でも全力でぶつかった後なら、別の道で再スタートできるのかも知れませんね。

 

『アンと青春』 坂木司著 光文社

 384p

 

みつ屋の個性的な仲間に囲まれながら、つまずいたり悩んだりの成長の日々は続きます。今回もふんだんのあんことたっぷりの謎をご用意。待ちに待ったシリーズ第2弾!
アンちゃんがデパ地下の和菓子店「みつ屋」で働き始めて八ヶ月。販売の仕事には慣れてきたけど、和菓子についてはまだまだ知らないことばかりだ。でも、だからこそ学べることもたくさんある。みつ屋の個性的な仲間に囲まれながら、つまずいたり悩んだりの成長の日々は続きます。今回もふんだんのあんことたっぷりの謎をご用意。待ちに待ったシリーズ第二弾!

和菓子のアンのシリーズ第2弾です。

少しずつ和菓子の知識も増えて、仕事にも慣れてきたアンさんです。

各話とも和菓子に関連する謎があって、成程なと納得させられます。

でも専門的なのでなかなか解くのは難しいです。

とても優しいシリーズなので、続きを読みたくなります。

 

『斜め45度の処世術』 小川哲著 CEメディアハウス

 176p

 

小川哲、初エッセイ!
世間から2cm浮いてる“SF作家”が贈る
苦笑いと共感が止まらないひねくれ者の処世術


「今日暑いですね」という雑談は意味がなさすぎて恥ずかしく、「とりあえず生」は思考停止に思えて腹が立つ。
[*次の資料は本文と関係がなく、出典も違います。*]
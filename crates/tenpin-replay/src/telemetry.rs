use std::collections::BTreeMap;
use std::fs::{File, OpenOptions};
use std::io::{BufRead, BufReader, Write};
use std::path::{Path, PathBuf};

use serde::Serialize;
use serde_json::Value;
use thiserror::Error;

pub const TURN_TARGET: &str = "tenpin_core::turn";
pub const GAME_TARGET: &str = "tenpin_replay::game";

#[derive(Debug, Error)]
pub enum TelemetryError {
    #[error("{context}: {source}")]
    Io {
        context: &'static str,
        #[source]
        source: std::io::Error,
    },
    #[error("failed to parse telemetry JSON: {0}")]
    Json(#[from] serde_json::Error),
}

#[derive(Debug, Default, Serialize)]
pub struct TelemetrySummary {
    pub turns: TurnTelemetrySummary,
    pub games: GameTelemetrySummary,
}

/// Counts of session actions seen in the log.
#[derive(Debug, Default, Serialize)]
pub struct TurnTelemetrySummary {
    pub count: usize,
    pub actions: BTreeMap<String, usize>,
    pub ignored: BTreeMap<String, usize>,
    pub completions: usize,
}

#[derive(Debug, Default, Serialize)]
pub struct GameTelemetrySummary {
    pub count: usize,
    pub avg_total: Option<f64>,
}

/// Aggregate turn and game events from a JSON telemetry log.
pub fn summarise_telemetry(path: &Path) -> Result<TelemetrySummary, TelemetryError> {
    if !path.exists() {
        return Ok(TelemetrySummary::default());
    }

    let file = File::open(path).map_err(|source| TelemetryError::Io {
        context: "opening telemetry log",
        source,
    })?;
    let reader = BufReader::new(file);

    let mut summary = TelemetrySummary::default();
    let mut total_sum = 0.0f64;

    for line in reader.lines() {
        let line = line.map_err(|source| TelemetryError::Io {
            context: "reading telemetry line",
            source,
        })?;
        if line.trim().is_empty() {
            continue;
        }

        let payload: Value = serde_json::from_str(&line)?;
        let target = payload
            .get("target")
            .and_then(Value::as_str)
            .unwrap_or_default();
        let fields = payload
            .get("fields")
            .and_then(Value::as_object)
            .cloned()
            .unwrap_or_default();

        match target {
            TURN_TARGET => {
                let turns = &mut summary.turns;
                turns.count += 1;
                let action = label(fields.get("action"));
                *turns.actions.entry(action).or_insert(0) += 1;
                if let Some(reason) = fields.get("ignored") {
                    *turns.ignored.entry(label(Some(reason))).or_insert(0) += 1;
                }
                if fields.get("completed").and_then(Value::as_bool) == Some(true) {
                    turns.completions += 1;
                }
            }
            GAME_TARGET => {
                summary.games.count += 1;
                if let Some(total) = fields.get("total").and_then(Value::as_f64) {
                    total_sum += total;
                }
            }
            _ => {}
        }
    }

    if summary.games.count > 0 {
        summary.games.avg_total = Some(total_sum / summary.games.count as f64);
    }
    Ok(summary)
}

fn label(value: Option<&Value>) -> String {
    value
        .and_then(Value::as_str)
        .map(str::trim)
        .filter(|s| !s.is_empty())
        .unwrap_or("<unset>")
        .to_string()
}

pub fn write_summary_outputs(
    telemetry_path: &Path,
    output_dir: &Path,
) -> Result<Option<TelemetryOutputs>, TelemetryError> {
    if !telemetry_path.exists() {
        return Ok(None);
    }

    let summary = summarise_telemetry(telemetry_path)?;
    let json_path = output_dir.join("telemetry_summary.json");
    let md_path = output_dir.join("telemetry_summary.md");

    std::fs::write(
        &json_path,
        serde_json::to_vec_pretty(&summary).map_err(TelemetryError::from)?,
    )
    .map_err(|source| TelemetryError::Io {
        context: "writing telemetry summary json",
        source,
    })?;

    let markdown = render_markdown(&summary, telemetry_path);
    std::fs::write(&md_path, markdown).map_err(|source| TelemetryError::Io {
        context: "writing telemetry summary markdown",
        source,
    })?;

    Ok(Some(TelemetryOutputs {
        summary,
        json_path,
        markdown_path: md_path,
    }))
}

pub fn append_highlights_to_markdown(
    summary_path: &Path,
    outputs: &TelemetryOutputs,
) -> Result<(), TelemetryError> {
    let mut file = OpenOptions::new()
        .create(true)
        .append(true)
        .open(summary_path)
        .map_err(|source| TelemetryError::Io {
            context: "opening summary markdown for telemetry append",
            source,
        })?;

    let turns = &outputs.summary.turns;
    let mut section = String::new();
    section.push_str("\n## Telemetry Highlights\n");
    section.push_str(&format!("- Turn events captured: {}\n", turns.count));
    section.push_str(&format!("- Games completed: {}\n", turns.completions));
    if let Some(value) = outputs.summary.games.avg_total {
        section.push_str(&format!("- Avg logged total: {:.1}\n", value));
    }
    section.push_str(&counts_section("Actions", &turns.actions));
    section.push_str(&counts_section("Ignored Actions", &turns.ignored));

    write!(file, "{section}").map_err(|source| TelemetryError::Io {
        context: "writing telemetry highlights",
        source,
    })?;

    Ok(())
}

fn counts_section(title: &str, counts: &BTreeMap<String, usize>) -> String {
    let mut section = format!("\n### {title}\n");
    if counts.is_empty() {
        section.push_str("- <none>\n");
    } else {
        for (label, count) in counts {
            section.push_str(&format!("- {}: {}\n", label, count));
        }
    }
    section
}

fn render_markdown(summary: &TelemetrySummary, telemetry_path: &Path) -> String {
    let mut output = String::new();
    output.push_str("# Telemetry Summary\n\n");
    output.push_str(&format!("- Source: `{}`\n", telemetry_path.display()));
    output.push_str(&format!("- Turn events: {}\n", summary.turns.count));
    output.push_str(&format!("- Game events: {}\n", summary.games.count));
    output.push_str(&counts_section("Actions", &summary.turns.actions));
    output.push_str(&counts_section("Ignored Actions", &summary.turns.ignored));
    output
}

#[derive(Debug)]
pub struct TelemetryOutputs {
    pub summary: TelemetrySummary,
    pub json_path: PathBuf,
    pub markdown_path: PathBuf,
}

#[cfg(test)]
mod tests {
    use super::*;
    use std::io::Write;

    fn write_temp_file(lines: &[&str]) -> tempfile::NamedTempFile {
        let mut file = tempfile::NamedTempFile::new().expect("create temp file");
        for line in lines {
            writeln!(file, "{line}").expect("write line");
        }
        file
    }

    #[test]
    fn summarises_turn_and_game_events() {
        let lines = vec![
            r#"{"level":"DEBUG","target":"tenpin_core::turn","fields":{"action":"strike_or_spare","frame":1,"throw":1,"next_frame":2,"next_throw":1}}"#,
            r#"{"level":"DEBUG","target":"tenpin_core::turn","fields":{"action":"undo","ignored":"at_start"}}"#,
            r#"{"level":"DEBUG","target":"tenpin_core::turn","fields":{"action":"commit","frame":10,"throw":2,"completed":true}}"#,
            r#"{"level":"INFO","target":"tenpin_replay::game","fields":{"total":180,"session":"clean"}}"#,
            r#"{"level":"INFO","target":"tenpin_replay::game","fields":{"total":120,"session":"sim"}}"#,
            r#"{"level":"INFO","target":"something_else","fields":{}}"#,
        ];
        let file = write_temp_file(&lines);
        let summary = summarise_telemetry(file.path()).expect("summarise");
        assert_eq!(summary.turns.count, 3);
        assert_eq!(summary.turns.actions.get("undo"), Some(&1));
        assert_eq!(summary.turns.actions.get("strike_or_spare"), Some(&1));
        assert_eq!(summary.turns.ignored.get("at_start"), Some(&1));
        assert_eq!(summary.turns.completions, 1);
        assert_eq!(summary.games.count, 2);
        assert_eq!(summary.games.avg_total, Some(150.0));
    }

    #[test]
    fn handles_missing_file() {
        let path = Path::new("tests/does/not/exist.jsonl");
        let summary = summarise_telemetry(path).expect("summarise missing file");
        assert_eq!(summary.turns.count, 0);
        assert!(summary.games.avg_total.is_none());
        assert!(summary.turns.actions.is_empty());
    }

    #[test]
    fn appends_highlights_to_summary_markdown() {
        let mut summary_file = tempfile::NamedTempFile::new().expect("summary temp file");
        write!(summary_file, "# Replay Summary\n").expect("seed summary content");

        let mut actions = BTreeMap::new();
        actions.insert("commit".to_string(), 12);
        let mut ignored = BTreeMap::new();
        ignored.insert("pin_not_standing".to_string(), 2);

        let outputs = TelemetryOutputs {
            summary: TelemetrySummary {
                turns: TurnTelemetrySummary {
                    count: 14,
                    actions,
                    ignored,
                    completions: 1,
                },
                games: GameTelemetrySummary {
                    count: 1,
                    avg_total: Some(187.0),
                },
            },
            json_path: PathBuf::from("telemetry_summary.json"),
            markdown_path: PathBuf::from("telemetry_summary.md"),
        };

        append_highlights_to_markdown(summary_file.path(), &outputs).expect("append highlights");

        let contents = std::fs::read_to_string(summary_file.path()).expect("read summary file");
        assert!(contents.starts_with("# Replay Summary"));
        assert!(contents.contains("## Telemetry Highlights"));
        assert!(contents.contains("Turn events captured: 14"));
        assert!(contents.contains("Avg logged total: 187.0"));
        assert!(contents.contains("- commit: 12"));
        assert!(contents.contains("### Ignored Actions"));
        assert!(contents.contains("- pin_not_standing: 2"));
    }
}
暦という恣意的なシステムが更新されるだけの正月になんの価値があるのか……「そんなことを気にするのはお前だけだ」と言われるこの世の中は作家にとってどうも住みづらい。そんな日々のモヤつきのかわし方を「ひねくれ界のひねくれ者」の独特な視点で綴るショートエッセイ集。

小川哲さんの初エッセイです。

あまり単行本は買わないのですが、この本は即決でした。

そうサイン本でして、この日はまとめて3冊も単行本を買ってしまいました。

そしていつもはそのまま積読に重ねてしまいます。

でも今回は電車の中で少しだけ読んだらもう止められず一気に読んでしまいました。

 

まさに斜め45度の視点とでも言いましょうか。

謳い文句通り苦笑いと共感が止まりませんでした。

「とりあえず」というのが嫌な人はいますが、そういう理由ですかと苦笑です。

とにかく捻くれているとご本人が書いていますが、そう言われればそうですね。

でも確かに独特な視点ではありますが、妙に納得できてしまいました。